Parafraseando a Ferrajoli, la ruptura del viejo nexo entre derecho y Estado, que fue característica central del siglo XX, ha resquebrajado la unidad e incrementado la incoherencia y la falta de plenitud de los sistemas jurídicos, en primer lugar por la expansión de los asuntos y los temas en lo que el derecho interviene o es llamado a intervenir, con razón o sin razón para ello, porque hoy muchas normas técnicas se han convertido innecesariamente en normas jurídicas y las normas jurídicas, por otro lado se han desdeñado, y el discurso político lo hemos juridificado, para darle el peso semántico y axiológico que la política ha perdido, por la omisión de los propios políticos. Y segundo, por el desarrollo de las nuevas desigualdades de tipo no sólo económico o social, sino también político, el nuevo apartheid social de Boaventura de Santos, ligado a las diferencias nacionales y raciales, derivado de las crisis simultánea de la razón política ideológica, que ha arrastrado consigo a la razón jurídica, cada día con mayor sin razón, que desemboca en la incapacidad regulativa del derecho frente a los poderes salvajes extrainstitucionales, que escapan a su control y reivindican el carácter no sujeto a reglas de los factores reales del poder.

Esta es la realidad que envuelve a muchos estados a nivel mundial, entre ellos al mexicano, donde los tres niveles de gobierno: federal, estatal y municipal se han convertido en organizaciones incapaces de reaccionar con el ejercicio legítimo de la violencia institucional, que es característica necesaria de todo Estado moderno, frente a hechos tan significativos y a la vez claramente constitutivos de actos delictivos que confrontan, no sólo la autoridad del Estado y del derecho, sino que violentan la paz social y la seguridad colectiva e individual a la que mínimamente aspiramos los ciudadanos.

Y es que una cosa es cierta, el Estado ha sido sistemáticamente desmantelado desde hace casi tres décadas; sin darnos cuenta, hemos atomizado el poder de la autoridad, hasta llegar al absurdo de generar una sicosis generalizada entre las instituciones públicas y sus funcionarios, donde la omisión es la conducta ordinaria que se apodera de la acción del poder público, porque es la más fácil de justificar y la que menos responsabilidad conlleva, basta recordar la lamentable y absurda frase del sexenio foxista que resume la irresponsabilidad y el miedo de la clase política: ¿y por qué yo?

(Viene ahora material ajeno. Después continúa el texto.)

//! Domain entities for the task scheduler coordination core
//!
//! `Client`, `TaskGroup` and `Task` are pure data with small state-transition
//! methods — no I/O, no locking, no network calls. The monitors in the
//! `server` crate are the only code that drives these transitions; this
//! module only describes what a valid transition looks like.

use serde::{Deserialize, Serialize};
use std::collections::HashMap;
use std::time::{SystemTime, UNIX_EPOCH};

/// Returns the current time as milliseconds since the Unix epoch.
pub fn now_millis() -> i64 {
    SystemTime::now()
        .duration_since(UNIX_EPOCH)
        .unwrap_or_default()
        .as_millis() as i64
}

/// Online/offline and schedulability of a registered worker client.
#[derive(Debug, Clone, Copy, Serialize, Deserialize, PartialEq, Eq)]
#[serde(rename_all = "snake_case")]
pub enum ClientStatus {
    /// Online and eligible to receive dispatched tasks.
    OnlineSchedulable,
    /// Online but temporarily excluded from dispatch (e.g. draining).
    OnlineNotSchedulable,
    /// Not reachable; its monitor is torn down and it is removed from the registry.
    Offline,
}

/// A job kind a client declares it can execute, and at which version.
#[derive(Debug, Clone, Serialize, Deserialize, PartialEq, Eq)]
pub struct JobRef {
    pub name: String,
    pub ver: i32,
}

/// A registered worker client.
#[derive(Debug, Clone, Serialize, Deserialize, PartialEq)]
pub struct Client {
    pub id: i64,
    pub name: String,
    pub ip: String,
    pub port: u16,
    pub status: ClientStatus,
    pub jobs: Vec<JobRef>,
    /// Wall-clock time (ms since epoch) of the last task dispatched to this client.
    /// Used as the least-recently-used tiebreak in `PollingClient`.
    pub schedule_at: i64,
}

impl Client {
    pub fn is_offline(&self) -> bool {
        self.status == ClientStatus::Offline
    }

    /// Offline or explicitly marked not-schedulable.
    pub fn is_not_schedule(&self) -> bool {
        matches!(
            self.status,
            ClientStatus::Offline | ClientStatus::OnlineNotSchedulable
        )
    }

    /// Refreshes the liveness timestamp implicitly carried by `schedule_at`
    /// not changing; callers record the actual "last seen" time in the
    /// client repository. This only exists so the liveness loop has
    /// something concrete to call, mirroring the original `CheckOnline`.
    pub fn check_online(&self) {}
}

/// A reference to the client a task was dispatched to, captured at dispatch
/// time so the task record survives the client later going offline.
#[derive(Debug, Clone, Default, Serialize, Deserialize, PartialEq, Eq)]
pub struct ClientRef {
    pub id: i64,
    pub ip: String,
    pub name: String,
}

/// Lifecycle status of a single task firing.
#[derive(Debug, Clone, Copy, Serialize, Deserialize, PartialEq, Eq)]
pub enum TaskStatus {
    None,
    Scheduling,
    ScheduleFail,
    Working,
    Fail,
    Success,
}

impl TaskStatus {
    pub fn is_terminal(self) -> bool {
        matches!(self, TaskStatus::Fail | TaskStatus::Success)
    }
}

/// A single fire of a task group.
#[derive(Debug, Clone, Serialize, Deserialize, PartialEq)]
pub struct Task {
    pub id: i64,
    pub ver: i32,
    pub name: String,
    pub caption: String,
    pub start_at: i64,
    pub run_at: i64,
    pub scheduler_at: i64,
    pub create_at: i64,
    pub status: TaskStatus,
    pub client: ClientRef,
    pub progress: u8,
    pub run_speed: i64,
    pub data: HashMap<String, String>,
}

impl Task {
    /// A placeholder task with no identity, used before the first
    /// `TaskGroup::create_task` call populates the slot.
    fn empty() -> Self {
        Task {
            id: 0,
            ver: 0,
            name: String::new(),
            caption: String::new(),
            start_at: 0,
            run_at: 0,
            scheduler_at: 0,
            create_at: 0,
            status: TaskStatus::None,
            client: ClientRef::default(),
            progress: 0,
            run_speed: 0,
            data: HashMap::new(),
        }
    }

    pub fn scheduling(&mut self) {
        self.status = TaskStatus::Scheduling;
    }

    pub fn schedule_fail(&mut self) {
        self.status = TaskStatus::ScheduleFail;
    }

    pub fn set_fail(&mut self) {
        self.status = TaskStatus::Fail;
    }

    pub fn set_success(&mut self) {
        self.status = TaskStatus::Success;
    }
}

/// A named, versioned, recurring job definition and its one live task.
#[derive(Debug, Clone, Serialize, Deserialize, PartialEq)]
pub struct TaskGroup {
    pub name: String,
    pub ver: i32,
    pub task: Task,
    pub caption: String,
    pub data: HashMap<String, String>,
    pub start_at: i64,
    pub next_at: i64,
    pub cron: String,
    pub activate_at: i64,
    pub last_run_at: i64,
    pub is_enable: bool,
    pub run_speed_avg: i64,
    pub run_count: i64,
    #[serde(default)]
    pub need_save: bool,
}

impl TaskGroup {
    /// Creates a brand new, disabled task group with an empty task slot.
    pub fn new(name: String, ver: i32) -> Self {
        TaskGroup {
            name,
            ver,
            task: Task::empty(),
            caption: String::new(),
            data: HashMap::new(),
            start_at: 0,
            next_at: 0,
            cron: String::new(),
            activate_at: now_millis(),
            last_run_at: 0,
            is_enable: false,
            run_speed_avg: 0,
            run_count: 0,
            need_save: false,
        }
    }

    /// Accepts an incoming version update only if it is exactly one greater
    /// than the current version; older or skipped versions are no-ops.
    pub fn update_ver(
        &mut self,
        name: String,
        caption: String,
        ver: i32,
        cron: String,
        start_at: i64,
        enable: bool,
    ) {
        if self.ver + 1 == ver {
            self.name = name;
            self.caption = caption;
            self.ver = ver;
            self.cron = cron;
            self.start_at = start_at;
            self.is_enable = enable;
            self.need_save = true;
        }
    }

    /// Replaces the live task with a fresh one, inheriting the group's
    /// version and `Data`, scheduled to fire at `next_at`.
    pub fn create_task(&mut self, id: i64) {
        self.task = Task {
            id,
            ver: self.ver,
            name: self.name.clone(),
            caption: self.caption.clone(),
            start_at: self.next_at,
            run_at: 0,
            scheduler_at: 0,
            create_at: now_millis(),
            status: TaskStatus::None,
            client: ClientRef::default(),
            progress: 0,
            run_speed: 0,
            data: self.data.clone(),
        };
    }

    /// Assigns a dispatched client to the live task and transitions it to
    /// `Working`.
    pub fn set_client(&mut self, client: ClientRef) {
        self.task.client = client;
        self.task.status = TaskStatus::Working;
        let now = now_millis();
        self.task.scheduler_at = now;
        self.task.run_at = now;
    }

    pub fn schedule_fail(&mut self) {
        self.task.schedule_fail();
    }

    /// A client running this group's current task has gone offline.
    pub fn client_offline(&mut self) {
        self.task.set_fail();
    }

    /// `CanScheduler()` per spec.md §3: the task is in a schedulable state,
    /// the group is enabled, and both `start_at` and `next_at` have passed.
    pub fn can_scheduler(&self, now: i64) -> bool {
        matches!(self.task.status, TaskStatus::None | TaskStatus::ScheduleFail)
            && self.is_enable
            && now >= self.start_at
            && now >= self.next_at
    }

    /// Sets `next_at` to an explicit absolute timestamp, ignoring
    /// non-positive values (the "unset" sentinel).
    pub fn calculate_next_at_by_unix(&mut self, timestamp_ms: i64) {
        if timestamp_ms > 0 {
            self.next_at = timestamp_ms;
        }
    }

    /// Advances `next_at` using the group's cron expression, only when the
    /// current time has already passed the previous `next_at`. Parse
    /// failures are the caller's responsibility to log; `next_at` is left
    /// unchanged on error (spec.md §7, `InvalidCron`).
    pub fn calculate_next_at_by_cron(&mut self, now: i64) -> Result<(), cron::error::Error> {
        if now <= self.next_at {
            return Ok(());
        }
        use std::str::FromStr;
        // `cron::Schedule` parses 6/7-field expressions (seconds required); spec.md §3
        // calls for standard 5-field semantics (minute hour day-of-month month
        // day-of-week), the same as the original's `cron.ParseStandard`. Prepending a
        // fixed seconds field of 0 reproduces that semantics on top of this crate's
        // 6/7-field parser.
        let standard = format!("0 {}", self.cron);
        let schedule = cron::Schedule::from_str(&standard)?;
        let now_dt = chrono::DateTime::<chrono::Utc>::from_timestamp_millis(now)
            .unwrap_or_else(chrono::Utc::now);
        if let Some(next) = schedule.after(&now_dt).next() {
            self.next_at = next.timestamp_millis();
        }
        Ok(())
    }
}

#[cfg(test)]
mod tests {
    use super::*;

    fn sample_group() -> TaskGroup {
        let mut g = TaskGroup::new("demo".to_string(), 1);
        g.is_enable = true;
        g
    }

    #[test]
    fn update_ver_accepts_only_next_version() {
        let mut g = sample_group();
        g.update_ver("demo".into(), "Demo".into(), 3, "* * * * *".into(), 0, true);
        assert_eq!(g.ver, 1, "skipped version must be a no-op");

        g.update_ver("demo".into(), "Demo".into(), 2, "* * * * *".into(), 0, true);
        assert_eq!(g.ver, 2);
        assert_eq!(g.caption, "Demo");
    }

    #[test]
    fn create_task_inherits_group_version_and_next_at() {
        let mut g = sample_group();
        g.ver = 4;
        g.next_at = 12345;
        g.create_task(99);
        assert_eq!(g.task.id, 99);
        assert_eq!(g.task.ver, 4);
        assert_eq!(g.task.start_at, 12345);
        assert_eq!(g.task.status, TaskStatus::None);
    }

    #[test]
    fn can_scheduler_requires_enable_and_elapsed_times() {
        let mut g = sample_group();
        g.start_at = 100;
        g.next_at = 100;
        assert!(g.can_scheduler(200));
        assert!(!g.can_scheduler(50));

        g.is_enable = false;
        assert!(!g.can_scheduler(200));
    }

    #[test]
    fn set_client_transitions_to_working() {
        let mut g = sample_group();
        g.create_task(1);
        g.set_client(ClientRef {
            id: 7,
            ip: "10.0.0.1".into(),
            name: "worker-a".into(),
        });
        assert_eq!(g.task.status, TaskStatus::Working);
        assert_eq!(g.task.client.id, 7);
    }

    #[test]
    fn client_is_not_schedule_covers_offline_and_not_schedulable() {
        let mut c = Client {
            id: 1,
            name: "a".into(),
            ip: "127.0.0.1".into(),
            port: 1,
            status: ClientStatus::OnlineSchedulable,
            jobs: vec![],
            schedule_at: 0,
        };
        assert!(!c.is_not_schedule());
        c.status = ClientStatus::OnlineNotSchedulable;
        assert!(c.is_not_schedule());
        c.status = ClientStatus::Offline;
        assert!(c.is_not_schedule());
        assert!(c.is_offline());
    }

    #[test]
    fn calculate_next_at_by_cron_advances_monotonically() {
        let mut g = sample_group();
        g.cron = "*/5 * * * *".to_string();
        g.next_at = 0;
        let t0 = 1_000_000_000_000; // arbitrary reference instant
        g.calculate_next_at_by_cron(t0).unwrap();
        let first = g.next_at;
        assert!(first > t0);

        g.calculate_next_at_by_cron(first + 1).unwrap();
        let second = g.next_at;
        assert!(second > first, "next_at must strictly increase");
    }

    #[test]
    fn calculate_next_at_by_cron_is_noop_before_next_at() {
        let mut g = sample_group();
        g.next_at = 1_000_000;
        g.cron = "*/5 * * * *".to_string();
        g.calculate_next_at_by_cron(500_000).unwrap();
        assert_eq!(g.next_at, 1_000_000);
    }
}
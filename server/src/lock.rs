//! Cross-process distributed locking for task group critical sections.
//!
//! A single server process is the only deployment target this core
//! currently configures (no leader-election or server-node concept), but
//! the group lock is still modeled as an explicit collaborator so a
//! group's `Scheduling`/`Finish` transitions are always serialized through
//! one narrow seam. The SQLite-backed implementation below uses a lease
//! table so the same binary could be pointed at a shared database from
//! more than one process without changing any monitor code.

use async_trait::async_trait;
use rand::Rng;
use rusqlite::Connection;
use shared::domain::now_millis;
use std::future::Future;
use std::pin::Pin;
use std::sync::Arc;
use tokio::sync::Mutex;
use tracing::{debug, warn};

pub type LockAction = Pin<Box<dyn Future<Output = ()> + Send>>;

/// Attempts to acquire the named lock, runs `action` while held if
/// acquired, and always releases it afterwards. Returns whether the
/// action ran.
#[async_trait]
pub trait DistributedLock: Send + Sync {
    async fn try_lock_run(&self, name: &str, action: LockAction) -> bool;
}

/// Lease-table backed lock: a row per name with an owner token and an
/// expiry. Acquisition is a single conditional `UPDATE`/`INSERT`, so two
/// processes racing for the same name never both believe they hold it.
pub struct SqliteDistributedLock {
    conn: Mutex<Connection>,
    lease: std::time::Duration,
}

impl SqliteDistributedLock {
    pub fn new(conn: Connection, lease: std::time::Duration) -> shared::Result<Self> {
        conn.execute(
            "CREATE TABLE IF NOT EXISTS scheduler_locks (
                name TEXT PRIMARY KEY,
                owner TEXT NOT NULL,
                expires_at INTEGER NOT NULL
            )",
            [],
        )?;
        Ok(Self {
            conn: Mutex::new(conn),
            lease,
        })
    }

    fn new_owner_token() -> String {
        let mut rng = rand::rng();
        let suffix: u64 = rng.random();
        format!("{}-{:016x}", std::process::id(), suffix)
    }

    async fn acquire(&self, name: &str, owner: &str) -> bool {
        let now = now_millis();
        let expires_at = now + self.lease.as_millis() as i64;
        let conn = self.conn.lock().await;
        let rows = conn
            .execute(
                "INSERT INTO scheduler_locks (name, owner, expires_at) VALUES (?1, ?2, ?3)
                 ON CONFLICT(name) DO UPDATE SET owner = excluded.owner, expires_at = excluded.expires_at
                 WHERE scheduler_locks.expires_at < ?4",
                rusqlite::params![name, owner, expires_at, now],
            )
            .unwrap_or(0);
        if rows > 0 {
            return true;
        }
        // Row may not have existed at all and the INSERT...ON CONFLICT path
        // above only fires the UPDATE branch on conflict; a fresh name with
        // no conflict already succeeded via the INSERT branch, so `rows == 0`
        // here means a live, unexpired lease is held by someone else.
        false
    }

    async fn release(&self, name: &str, owner: &str) {
        let conn = self.conn.lock().await;
        let _ = conn.execute(
            "DELETE FROM scheduler_locks WHERE name = ?1 AND owner = ?2",
            rusqlite::params![name, owner],
        );
    }
}

#[async_trait]
impl DistributedLock for SqliteDistributedLock {
    async fn try_lock_run(&self, name: &str, action: LockAction) -> bool {
        let owner = Self::new_owner_token();
        if !self.acquire(name, &owner).await {
            debug!(group = name, "lock not acquired, skipping this cycle");
            return false;
        }
        action.await;
        self.release(name, &owner).await;
        true
    }
}

/// In-memory lock used by tests and single-process demos where a SQLite
/// file would be pure overhead.
#[derive(Default)]
pub struct InMemoryDistributedLock {
    held: Arc<dashmap::DashSet<String>>,
}

impl InMemoryDistributedLock {
    pub fn new() -> Self {
        Self::default()
    }
}

#[async_trait]
impl DistributedLock for InMemoryDistributedLock {
    async fn try_lock_run(&self, name: &str, action: LockAction) -> bool {
        if !self.held.insert(name.to_string()) {
            warn!(group = name, "in-memory lock contended");
            return false;
        }
        action.await;
        self.held.remove(name);
        true
    }
}

#[cfg(test)]
mod tests {
    use super::*;

    #[tokio::test]
    async fn in_memory_lock_serializes_same_name() {
        let lock = Arc::new(InMemoryDistributedLock::new());
        let ran = Arc::new(std::sync::atomic::AtomicUsize::new(0));

        let ran1 = Arc::clone(&ran);
        let first = lock.try_lock_run(
            "demo",
            Box::pin(async move {
                ran1.fetch_add(1, std::sync::atomic::Ordering::SeqCst);
            }),
        );
        assert!(first.await);
        assert_eq!(ran.load(std::sync::atomic::Ordering::SeqCst), 1);
    }

    #[tokio::test]
    async fn sqlite_lock_rejects_concurrent_acquire_before_lease_expiry() {
        let conn = Connection::open_in_memory().unwrap();
        let lock = SqliteDistributedLock::new(conn, std::time::Duration::from_secs(30)).unwrap();
        let owner_a = "a";
        assert!(lock.acquire("demo", owner_a).await);
        assert!(!lock.acquire("demo", "b").await);
        lock.release("demo", owner_a).await;
        assert!(lock.acquire("demo", "b").await);
    }
}
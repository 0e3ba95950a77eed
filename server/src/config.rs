//! Configuration management for the coordination server
//!
//! Loads a `server.toml` file into a `shared::config::ServerConfig`, applies
//! any command-line overrides, and persists the result back to disk.

use anyhow::{Context, Result};
use shared::config::ServerConfig;
use std::path::PathBuf;
use tracing::{debug, info};

const SERVER_CONFIG_FILE: &str = "server.toml";

/// Owns the server's configuration for the lifetime of the process: loads it
/// once at startup, applies CLI overrides, and persists changes back to disk.
pub struct ConfigManager {
    pub config_path: PathBuf,
    pub server_config: ServerConfig,
}

impl ConfigManager {
    /// Loads configuration from `path`. If `path` is a directory, looks for
    /// `server.toml` inside it; if the file does not exist, a default
    /// configuration is written there so the next run has something to edit.
    pub fn new(path: PathBuf) -> Result<Self> {
        let config_path = if path.is_dir() {
            path.join(SERVER_CONFIG_FILE)
        } else {
            path
        };

        let server_config = if config_path.exists() {
            let contents = std::fs::read_to_string(&config_path)
                .with_context(|| format!("failed to read {}", config_path.display()))?;
            let config: ServerConfig = toml::from_str(&contents)
                .with_context(|| format!("failed to parse {}", config_path.display()))?;
            config.validate().context("invalid server configuration")?;
            debug!(path = %config_path.display(), "loaded server configuration");
            config
        } else {
            info!(path = %config_path.display(), "no config file found, writing defaults");
            let config = ServerConfig::default();
            Self::persist(&config_path, &config)?;
            config
        };

        Ok(Self {
            config_path,
            server_config,
        })
    }

    fn persist(path: &PathBuf, config: &ServerConfig) -> Result<()> {
        if let Some(parent) = path.parent() {
            std::fs::create_dir_all(parent)
                .with_context(|| format!("failed to create {}", parent.display()))?;
        }
        let toml = toml::to_string_pretty(config).context("failed to serialize server config")?;
        std::fs::write(path, toml)
            .with_context(|| format!("failed to write {}", path.display()))?;
        Ok(())
    }

    /// Applies any CLI overrides present, persists the result, and reports
    /// whether anything actually changed.
    pub fn apply_overrides(
        &mut self,
        listen_address: Option<String>,
        database_path: Option<String>,
    ) -> Result<bool> {
        let mut changed = false;
        if let Some(addr) = listen_address {
            if self.server_config.listen_address != addr {
                self.server_config.listen_address = addr;
                changed = true;
            }
        }
        if let Some(path) = database_path {
            if self.server_config.database_path != path {
                self.server_config.database_path = path;
                changed = true;
            }
        }

        if changed {
            self.server_config
                .validate()
                .context("configuration invalid after applying overrides")?;
            Self::persist(&self.config_path, &self.server_config)?;
        }
        Ok(changed)
    }
}

#[cfg(test)]
mod tests {
    use super::*;
    use tempfile::tempdir;

    #[test]
    fn writes_and_reloads_default_config() {
        let dir = tempdir().unwrap();
        let path = dir.path().join("server.toml");
        let manager = ConfigManager::new(path.clone()).unwrap();
        assert!(path.exists());
        assert_eq!(manager.server_config.listen_address, "0.0.0.0:8888");
    }

    #[test]
    fn applies_and_persists_overrides() {
        let dir = tempdir().unwrap();
        let path = dir.path().join("server.toml");
        let mut manager = ConfigManager::new(path.clone()).unwrap();
        let changed = manager
            .apply_overrides(Some("127.0.0.1:9999".to_string()), None)
            .unwrap();
        assert!(changed);
        assert_eq!(manager.server_config.listen_address, "127.0.0.1:9999");

        let reloaded = ConfigManager::new(path).unwrap();
        assert_eq!(reloaded.server_config.listen_address, "127.0.0.1:9999");
    }
}
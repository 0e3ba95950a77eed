//! Configuration management for the reference worker client
//!
//! Loads an `agent.toml` file into a `shared::config::AgentConfig`, applying
//! any command-line overrides and persisting them -- the same load/
//! override/persist shape as `server::config::ConfigManager`.

use anyhow::{Context, Result};
use shared::config::AgentConfig;
use std::path::PathBuf;
use tracing::{debug, info};

const AGENT_CONFIG_FILE: &str = "agent.toml";

pub struct ConfigManager {
    pub config_path: PathBuf,
    pub agent_config: AgentConfig,
}

impl ConfigManager {
    pub fn new(path: PathBuf) -> Result<Self> {
        let config_path = if path.is_dir() {
            path.join(AGENT_CONFIG_FILE)
        } else {
            path
        };

        if !config_path.exists() {
            return Err(anyhow::anyhow!(
                "agent configuration file not found at {}",
                config_path.display()
            ));
        }

        let contents = std::fs::read_to_string(&config_path)
            .with_context(|| format!("failed to read {}", config_path.display()))?;
        let agent_config: AgentConfig = toml::from_str(&contents)
            .with_context(|| format!("failed to parse {}", config_path.display()))?;
        agent_config.validate().context("invalid agent configuration")?;
        debug!(path = %config_path.display(), "loaded agent configuration");

        Ok(Self {
            config_path,
            agent_config,
        })
    }

    pub fn apply_overrides(
        &mut self,
        server_url: Option<String>,
        listen_address: Option<String>,
    ) -> Result<bool> {
        let mut changed = false;
        if let Some(url) = server_url {
            if self.agent_config.server_url != url {
                self.agent_config.server_url = url;
                changed = true;
            }
        }
        if let Some(addr) = listen_address {
            if self.agent_config.listen_address != addr {
                self.agent_config.listen_address = addr;
                changed = true;
            }
        }
        if changed {
            self.agent_config
                .validate()
                .context("configuration invalid after applying overrides")?;
            let toml = toml::to_string_pretty(&self.agent_config)
                .context("failed to serialize agent config")?;
            std::fs::write(&self.config_path, toml)
                .with_context(|| format!("failed to write {}", self.config_path.display()))?;
            info!(path = %self.config_path.display(), "persisted configuration overrides");
        }
        Ok(changed)
    }
}

#[cfg(test)]
mod tests {
    use super::*;
    use shared::domain::JobRef;
    use std::io::Write;
    use tempfile::tempdir;

    fn write_config(dir: &std::path::Path) -> PathBuf {
        let path = dir.join(AGENT_CONFIG_FILE);
        let mut file = std::fs::File::create(&path).unwrap();
        writeln!(
            file,
            r#"
agent_id = 1
name = "worker-a"
server_url = "http://127.0.0.1:8888"
listen_address = "127.0.0.1:9001"
jobs = [{{ name = "demo", ver = 1 }}]
"#
        )
        .unwrap();
        path
    }

    #[test]
    fn loads_valid_config() {
        let dir = tempdir().unwrap();
        let path = write_config(dir.path());
        let manager = ConfigManager::new(path).unwrap();
        assert_eq!(manager.agent_config.name, "worker-a");
        assert_eq!(
            manager.agent_config.jobs,
            vec![JobRef {
                name: "demo".into(),
                ver: 1
            }]
        );
    }

    #[test]
    fn missing_config_file_is_an_error() {
        let dir = tempdir().unwrap();
        let path = dir.path().join("missing.toml");
        assert!(ConfigManager::new(path).is_err());
    }

    #[test]
    fn overrides_persist_to_disk() {
        let dir = tempdir().unwrap();
        let path = write_config(dir.path());
        let mut manager = ConfigManager::new(path.clone()).unwrap();
        let changed = manager
            .apply_overrides(Some("http://example.com".to_string()), None)
            .unwrap();
        assert!(changed);

        let reloaded = ConfigManager::new(path).unwrap();
        assert_eq!(reloaded.agent_config.server_url, "http://example.com");
    }
}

En este país, el miedo ha hecho presa de los gobernantes, hoy casi nadie, con un cargo público, tiene el valor de tomar decisiones que impliquen refrendar la autoridad del derecho, los pocos que lo hacen son altamente cuestionados con el argumento falaz de los derechos humanos, y otro gran sector de ellos, los que llegaron al poder apoyados en los factores reales del poder o por los grupos delictivos, lo hacen aprovechando el vacío de poder para beneficio de sus propios intereses o bien para cometer atrocidades y corruptelas, que demeritan exponencialmente la función pública frente a los ojos de la sociedad.

Los “hombres de Estado” que en otrora fueron característicos y necesarios en los momentos más críticos de los países, hoy son un mero recuerdo nostálgico de la verdadera profesión política que tanto se necesita en la actualidad.

Hoy basta un puñado de individuos sin legitimidad social ni representación política para poner en jaque al Estado, para bloquear carreteras, incendiar edificios públicos, vandalizar el espacio público y dañar la propiedad privada, o peor, para cometer los delitos más atroces como el secuestro, chantaje y el tráfico de drogas, sin que haya una sola autoridad capaz de reaccionar con todo el peso de la violencia legítima estatal, para poner un alto al estado de ingobernabilidad que se vive en algunas zonas del país, si bien focalizadas por ahora, pero cada día con mayores posibilidades de expandirse.

Prueba de ello, es la situación de inseguridad que cada día aumenta más en el estado de Querétaro, y en particular en la zona metropolitana de la capital, sonde existen zonas perfectamente identificadas por la sociedad, pero incongruentemente no por las autoridades, donde los propios cuerpos de seguridad son incapaces de intervenir por miedo, y lo peor de todo, que así lo reconocen los propios elementos de seguridad pública y policía.

No basta el discurso de la recomposición del tejido social, si no va acompañado con el ejercicio de la violencia institucional del Estado, desde luego bien dirigida y respetuosa de la legalidad; de nada sirve esconder la realidad social a través de la censura ni de la descalificación atroz que ejercen los propios funcionarios públicos en contra de quienes osan contradecirlos; ni mucho menos el discurso de la defensa de los derechos humanos, cuando éstos no son más que un concepto dogmático de la política ideológica sin rumbo, muy lejanos de la razón jurídica que requerimos que vuelva a imperar en este país.